Turquoise is perhaps the oldest stone in man’s history, the talisman of kings, shamans, and warriors. It is a stone of protection, strong and opaque, yet soothing to the touch, healing to the eye, as if carved from an azure heaven and slipped to earth. Its unique shade of blue, often blue-green, lends it name, Turquoise, to all things of this tranquil hue.
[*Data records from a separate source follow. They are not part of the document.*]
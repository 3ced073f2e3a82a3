use std::path::Path;

use serde::{Serialize, Deserialize};

use crate::activation::Sigmoid;
use crate::error::Result;

/// Settings for an [`Evaluator`](crate::backprop::evaluator::Evaluator).
///
/// # Fields
/// - `sigmoid`: how the sigmoid is evaluated (`exact` or `clamped`)
/// - `check_finite`: log a warning when a gradient comes out as inf/NaN
///
/// Every field is optional in JSON; missing ones take their defaults:
/// ```json
/// { "sigmoid": { "mode": "clamped", "bound": 500.0 }, "check_finite": true }
/// ```
#[derive(Debug, Clone, Copy, PartialEq, Default, Serialize, Deserialize)]
#[serde(default)]
pub struct EvalConfig {
    pub sigmoid: Sigmoid,
    pub check_finite: bool,
}

impl EvalConfig {
    pub fn new(sigmoid: Sigmoid, check_finite: bool) -> Self {
        EvalConfig { sigmoid, check_finite }
    }

    /// Deserializes an `EvalConfig` from a JSON file.
    pub fn load_json(path: impl AsRef<Path>) -> Result<EvalConfig> {
        let file = std::fs::File::open(path)?;
        let reader = std::io::BufReader::new(file);
        Ok(serde_json::from_reader(reader)?)
    }
}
The delicate veining or mottled webbing in cream or brown is inherent to the stone and serves to enhance its character.
The name Turquoise is derived from the French, pierre turquoise, meaning “Turkish stone,” because the trade routes that brought Turquoise to Europe from the mines in central Asia went through Turkey, and Venetian merchants often purchased the stone in Turkish bazaars. [Simmons, 419]
For thousands of years, Turquoise has spanned all cultures, prized as a symbol of wisdom, nobility and the power of immortality. [Eason, 239] Among the Ancient Egyptians, Persians and Chinese, Aztecs and Incas of South America, and Native North Americans, Turquoise was sacred in its adornment and for power, luck, and protection.
Turquoise beads dating back to 5000 B.C. have been found in Iraq, and the Egyptians were mining the stones in the Sinai in 3200 B.C. [Simmons, 419] The death mask of Tutankhamun was studded with Turquoise, as were the mosaic masks dedicated to the gods, the fabulous inlaid skulls, shields and power statues of Moctezuma, the last ruler of the Aztecs. [Eason, 239]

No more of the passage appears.